> **Task details**
Stop after the line that contains "pub fn parse_markdown_line(text: &str)"; until then, restate each line of the entries word for word from the very first.

(Saved data entries)
-- Opening Marker --

use ratatui::{
    layout::{Constraint, Layout, Rect},
    style::{Color, Modifier, Style, Stylize},
    text::{Line, Span, Text},
    widgets::{Block, Borders, Paragraph, Wrap},
    Frame,
};

use crate::app::App;
use crate::conversation::ChatRole;

/// Parse a line of agent text, styling `**bold**` runs.
///
/// Only paired markers are styled; an unmatched `**` renders literally.
/// Anything fancier (links, headings) is left as plain text.
pub fn parse_markdown_line(text: &str) -> Line<'static> {
    let mut spans: Vec<Span<'static>> = Vec::new();
    let mut rest = text;

    while !rest.is_empty() {
        let Some(open) = rest.find("**") else {
            spans.push(Span::raw(rest.to_string()));
            break;
        };

        let tail = &rest[open + 2..];
        let Some(close) = tail.find("**") else {
            // No closing marker, keep everything literal
            spans.push(Span::raw(rest.to_string()));
            break;
        };

        if open > 0 {
            spans.push(Span::raw(rest[..open].to_string()));
        }

        let bold = &tail[..close];
        if !bold.is_empty() {
            spans.push(Span::styled(
                bold.to_string(),
                Style::default().add_modifier(Modifier::BOLD),
            ));
        }

        rest = &tail[close + 2..];
    }

    if spans.is_empty() {
        Line::default()
    } else {
        Line::from(spans)
    }
}

pub fn render(app: &mut App, frame: &mut Frame) {
    let area = frame.area();

    let [header_area, chat_area, input_area, footer_area] = Layout::vertical([
        Constraint::Length(1),
        Constraint::Min(0),
        Constraint::Length(3),
        Constraint::Length(1),
    ])
    .areas(area);

    render_header(app, frame, header_area);
    render_chat(app, frame, chat_area);
    render_input(app, frame, input_area);
    render_footer(frame, footer_area);
}

fn render_header(app: &App, frame: &mut Frame, area: Rect) {
    let browsing = if app.enable_browsing {
        Span::styled(" [browsing on] ", Style::default().fg(Color::Green))
    } else {
        Span::styled(" [browsing off] ", Style::default().fg(Color::DarkGray))
    };

    let title = Line::from(vec![
        Span::styled(
            " PartSelect Assistant ",
            Style::default().fg(Color::Cyan).bold(),
        ),
        browsing,
        Span::styled(
            format!("v{}", env!("CARGO_PKG_VERSION")),
            Style::default().fg(Color::DarkGray),
        ),
    ]);

    frame.render_widget(Paragraph::new(title), area);
}

fn render_chat(app: &mut App, frame: &mut Frame, area: Rect) {
    let block = Block::default()
        .borders(Borders::ALL)
        .border_style(Style::default().fg(Color::DarkGray))
        .title(format!(" Chat ({}) ", app.api.base_url()));

    // Store inner dimensions for scroll calculations
    app.chat_height = area.height.saturating_sub(2);
    app.chat_width = area.width.saturating_sub(2);

    let chat_text = if app.conversation.is_empty() && !app.is_loading() {
        Text::from(Span::styled(
            "Ask about a part, a repair, or an order...",
            Style::default().fg(Color::DarkGray),
        ))
    } else {
        Text::from(chat_lines(app))
    };

    let chat = Paragraph::new(chat_text)
        .block(block)
        .wrap(Wrap { trim: true })
        .scroll((app.chat_scroll, 0));

    frame.render_widget(chat, area);
}

fn chat_lines(app: &App) -> Vec<Line<'static>> {
    let mut lines: Vec<Line> = Vec::new();

    for msg in app.conversation.messages() {
        // Empty content exists in the store but never on screen
        if msg.content.is_empty() {
            continue;
        }

        match msg.role {
            ChatRole::User => {
                lines.push(Line::from(Span::styled(
                    "You:",
                    Style::default().fg(Color::Cyan).add_modifier(Modifier::BOLD),
                )));
                for line in msg.content.lines() {
                    lines.push(Line::from(line.to_string()));
                }
                lines.push(Line::default());
            }
            ChatRole::Agent => {
                lines.push(Line::from(Span::styled(
                    "Agent:",
                    Style::default()
                        .fg(Color::Yellow)
                        .add_modifier(Modifier::BOLD),
                )));
                for line in msg.content.lines() {
                    lines.push(parse_markdown_line(line));
                }
                lines.push(Line::default());
            }
        }
    }

    if app.is_loading() {
        lines.push(Line::from(Span::styled(
            "Agent:",
            Style::default()
                .fg(Color::Yellow)
                .add_modifier(Modifier::BOLD),
        )));
        // Animated ellipsis: cycles through ".", "..", "..."
        let dots = ".".repeat((app.animation_frame as usize) + 1);
        lines.push(Line::from(Span::styled(
            format!("Thinking{dots}"),
            Style::default()
                .fg(Color::DarkGray)
                .add_modifier(Modifier::ITALIC),
        )));
    }

    lines
}

fn render_input(app: &App, frame: &mut Frame, area: Rect) {
    let block = Block::default()
        .borders(Borders::ALL)
        .border_style(Style::default().fg(Color::Yellow))
        .title(" Message (Enter to send) ");

    // Horizontal scroll keeps the cursor visible in a narrow box
    let inner_width = area.width.saturating_sub(2) as usize;
    let scroll_offset = if inner_width == 0 {
        0
    } else if app.cursor >= inner_width {
        app.cursor - inner_width + 1
    } else {
        0
    };

    let visible_text: String = app
        .input
        .chars()
        .skip(scroll_offset)
        .take(inner_width)
        .collect();

    let input = Paragraph::new(visible_text)
        .style(Style::default().fg(Color::Cyan))
        .block(block);

    frame.render_widget(input, area);

    let cursor_x = (app.cursor - scroll_offset) as u16;
    frame.set_cursor_position((area.x + cursor_x + 1, area.y + 1));
}

fn render_footer(frame: &mut Frame, area: Rect) {
    let key_style = Style::default().bg(Color::DarkGray).fg(Color::White);
    let label_style = Style::default().bg(Color::Black).fg(Color::White);

    let hints = vec![
        Span::styled(" Enter ", key_style),
        Span::styled(" send ", label_style),
        Span::styled(" ^B ", key_style),
        Span::styled(" browsing ", label_style),
        Span::styled(" ^R ", key_style),
        Span::styled(" reset memory ", label_style),
        Span::styled(" Up/Down ", key_style),
        Span::styled(" scroll ", label_style),
        Span::styled(" Esc ", key_style),
        Span::styled(" quit ", label_style),
    ];

    frame.render_widget(Paragraph::new(Line::from(hints)), area);
}
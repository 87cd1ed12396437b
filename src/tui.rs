use anyhow::Result;
use crossterm::{
    event::{self, Event, KeyEvent, KeyEventKind, MouseEvent},
    execute,
    terminal::{disable_raw_mode, enable_raw_mode, EnterAlternateScreen, LeaveAlternateScreen},
};
use futures_util::StreamExt;
use ratatui::{backend::CrosstermBackend, Terminal};
use std::io::{self, Stdout};
use tokio::sync::mpsc;

pub type Tui = Terminal<CrosstermBackend<Stdout>>;

#[derive(Debug)]
pub enum AppEvent {
    Key(KeyEvent),
    Mouse(MouseEvent),
    Resize(u16, u16),
    Tick,
}

pub struct EventHandler {
    rx: mpsc::UnboundedReceiver<AppEvent>,
    _tx: mpsc::UnboundedSender<AppEvent>,
}

impl EventHandler {
    pub fn new() -> Self {
        let (tx, rx) = mpsc::unbounded_channel();
        let _tx = tx.clone();

        // Spawn event reader task
        let tx_events = tx.clone();
        tokio::spawn(async move {
            let mut reader = event::EventStream::new();
            loop {
                if let Some(Ok(evt)) = reader.next().await {
                    let app_event = match evt {
                        Event::Key(key) => {
                            // Only handle key press events, not release
                            if key.kind == KeyEventKind::Press {
                                Some(AppEvent::Key(key))
                            } else {
                                None
                            }
                        }
                        Event::Mouse(mouse) => Some(AppEvent::Mouse(mouse)),
                        Event::Resize(w, h) => Some(AppEvent::Resize(w, h)),
                        _ => None,
                    };

                    if let Some(event) = app_event {
                        if tx_events.send(event).is_err() {
                            break;
                        }
                    }
                }
            }
        });

        // Spawn tick timer for the loading animation (300ms interval)
        let tx_tick = tx.clone();
        tokio::spawn(async move {
            let mut interval = tokio::time::interval(std::time::Duration::from_millis(300));
            loop {
                interval.tick().await;
                if tx_tick.send(AppEvent::Tick).is_err() {
                    break;
                }
            }
        });

        Self { rx, _tx }
    }

    pub async fn next(&mut self) -> Option<AppEvent> {
        self.rx.recv().await
    }
}

impl Default for EventHandler {
    fn default() -> Self {
        Self::new()
    }
}

pub fn init() -> Result<Tui> {
    enable_raw_mode()?;
    execute!(io::stdout(), EnterAlternateScreen)?;

    // Mouse capture for wheel scrolling in the chat pane
    execute!(io::stdout(), crossterm::event::EnableMouseCapture)?;

    let backend = CrosstermBackend::new(io::stdout());
    let terminal = Terminal::new(backend)?;

    Ok(terminal)
}

pub fn restore() -> Result<()> {
    execute!(io::stdout(), crossterm::event::DisableMouseCapture)?;
    execute!(io::stdout(), LeaveAlternateScreen)?;
    disable_raw_mode()?;
    Ok(())
}

/// Install panic hook to restore terminal on panic
pub fn install_panic_hook() {
    let original_hook = std::panic::take_hook();
    std::panic::set_hook(Box::new(move |panic_info| {
        let _ = restore();
        original_hook(panic_info);
    }));
}
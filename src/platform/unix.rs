use crate::platform::PlatformOps;
use anyhow::{Context, Result};
use std::path::{Path, PathBuf};

pub static UNIX_PLATFORM: Unix = Unix;

pub struct Unix;

impl PlatformOps for Unix {
    fn home_dir(&self) -> Option<PathBuf> {
        std::env::var_os("HOME").map(PathBuf::from)
    }
    fn config_dir(&self) -> Option<PathBuf> {
        std::env::var_os("XDG_CONFIG_HOME")
            .filter(|v| !v.is_empty())
            .map(PathBuf::from)
            .or_else(|| self.home_dir().map(|h| h.join(".config")))
            .or_else(dirs::config_dir)
    }
    fn program_name(&self, argv0: &str) -> String {
        Path::new(argv0)
            .file_name()
            .map(|n| n.to_string_lossy().into_owned())
            .unwrap_or_default()
    }
    fn link_file(&self, target: &Path, link: &Path) -> Result<()> {
        std::os::unix::fs::symlink(target, link)
            .with_context(|| format!("linking {} -> {}", link.display(), target.display()))
    }
}
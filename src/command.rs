use serde::Serialize;
use std::collections::BTreeSet;
use std::fmt;
use std::path::Path;
use std::str::FromStr;

/// Name that addresses a partition's default slot.
pub const DEFAULT_NAME: &str = "default";

/// The two rule partitions.
#[derive(Debug, Clone, Copy, PartialEq, Eq, Hash, Serialize, clap::ValueEnum)]
#[serde(rename_all = "kebab-case")]
pub enum Kind {
    /// Rules keyed by file extension
    #[value(alias = "editor")]
    FileEditor,
    /// Rules keyed by URL domain
    #[value(alias = "opener")]
    UrlOpener,
}

impl Kind {
    pub const ALL: [Kind; 2] = [Kind::FileEditor, Kind::UrlOpener];

    pub fn as_str(&self) -> &'static str {
        match self {
            Kind::FileEditor => "file-editor",
            Kind::UrlOpener => "url-opener",
        }
    }

    /// Key under which classifiers are persisted ("extensions" or "domains").
    pub fn classes_key(&self) -> &'static str {
        match self {
            Kind::FileEditor => "extensions",
            Kind::UrlOpener => "domains",
        }
    }
}

impl fmt::Display for Kind {
    fn fmt(&self, f: &mut fmt::Formatter<'_>) -> fmt::Result {
        f.write_str(self.as_str())
    }
}

impl FromStr for Kind {
    type Err = String;

    fn from_str(s: &str) -> Result<Self, Self::Err> {
        match s.trim().to_ascii_lowercase().as_str() {
            "file-editor" | "file-editors" | "file_editors" | "editor" => Ok(Kind::FileEditor),
            "url-opener" | "url-openers" | "url_openers" | "opener" => Ok(Kind::UrlOpener),
            other => Err(format!("unknown rule kind '{other}'")),
        }
    }
}

/// A named program invocation plus the classifiers it handles.
///
/// An empty `classes` set marks the partition default.
#[derive(Debug, Clone, PartialEq, Eq, Serialize)]
pub struct Command {
    pub name: String,
    pub executable: String,
    pub arguments: Vec<String>,
    pub classes: BTreeSet<String>,
}

impl Command {
    /// Build a command, deriving the name from the executable's base name when
    /// `name` is absent or blank. Classifiers are normalized (see [`normalize_class`]).
    pub fn new<I, S>(name: Option<&str>, executable: &str, arguments: Vec<String>, classes: I) -> Self
    where
        I: IntoIterator<Item = S>,
        S: AsRef<str>,
    {
        let name = match name.map(str::trim).filter(|n| !n.is_empty()) {
            Some(n) => n.to_string(),
            None => derive_name(executable),
        };
        Self {
            name,
            executable: executable.to_string(),
            arguments,
            classes: classes.into_iter().filter_map(|c| normalize_class(c.as_ref())).collect(),
        }
    }

    pub fn is_default(&self) -> bool {
        self.classes.is_empty()
    }

    /// Full argv for running this command against `input`.
    pub fn invocation(&self, input: &str) -> Vec<String> {
        let mut argv = Vec::with_capacity(self.arguments.len() + 2);
        argv.push(self.executable.clone());
        argv.extend(self.arguments.iter().cloned());
        argv.push(input.to_string());
        argv
    }
}

/// Base name of an executable path, e.g. `/usr/bin/youtube-dl` -> `youtube-dl`.
pub fn derive_name(executable: &str) -> String {
    Path::new(executable)
        .file_name()
        .map(|n| n.to_string_lossy().into_owned())
        .unwrap_or_else(|| executable.to_string())
}

/// Lowercase, drop a leading dot and surrounding whitespace. Blank input yields `None`.
pub fn normalize_class(raw: &str) -> Option<String> {
    let c = raw.trim().trim_start_matches('.').to_lowercase();
    if c.is_empty() {
        None
    } else {
        Some(c)
    }
}

#[cfg(test)]
mod tests {
    use super::*;

    #[test]
    fn name_falls_back_to_executable_basename() {
        let c = Command::new(None, "/usr/bin/youtube-dl", vec![], ["youtube.com"]);
        assert_eq!(c.name, "youtube-dl");
        let c = Command::new(Some("  "), "nano", vec![], ["txt"]);
        assert_eq!(c.name, "nano");
        let c = Command::new(Some("radare"), "/usr/bin/r2", vec![], ["exe"]);
        assert_eq!(c.name, "radare");
    }

    #[test]
    fn classes_are_normalized() {
        let c = Command::new(None, "nano", vec![], [".TXT", "md", "", "  Md "]);
        let expected: BTreeSet<String> = ["txt", "md"].iter().map(|s| s.to_string()).collect();
        assert_eq!(c.classes, expected);
        assert!(!c.is_default());
        assert!(Command::new(None, "vi", vec![], Vec::<String>::new()).is_default());
    }

    #[test]
    fn invocation_puts_input_last() {
        let c = Command::new(None, "mpv", vec!["--fs".into(), "--mute".into()], ["mp4"]);
        assert_eq!(c.invocation("a.mp4"), vec!["mpv", "--fs", "--mute", "a.mp4"]);
    }

    #[test]
    fn kind_accepts_short_and_plural_forms() {
        assert_eq!("editor".parse::<Kind>().unwrap(), Kind::FileEditor);
        assert_eq!("file-editors".parse::<Kind>().unwrap(), Kind::FileEditor);
        assert_eq!("Opener".parse::<Kind>().unwrap(), Kind::UrlOpener);
        assert_eq!("url_openers".parse::<Kind>().unwrap(), Kind::UrlOpener);
        assert!("viewer".parse::<Kind>().is_err());
    }
}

-- Closing Marker --

> **Your response**
use ratatui::{
    layout::{Constraint, Layout, Rect},
    style::{Color, Modifier, Style, Stylize},
    text::{Line, Span, Text},
    widgets::{Block, Borders, Paragraph, Wrap},
    Frame,
};

use crate::app::App;
use crate::conversation::ChatRole;

/// Parse a line of agent text, styling `**bold**` runs.
///
/// Only paired markers are styled; an unmatched `**` renders literally.
/// Anything fancier (links, headings) is left as plain text.
pub fn parse_markdown_line(text: &str) -> Line<'static> {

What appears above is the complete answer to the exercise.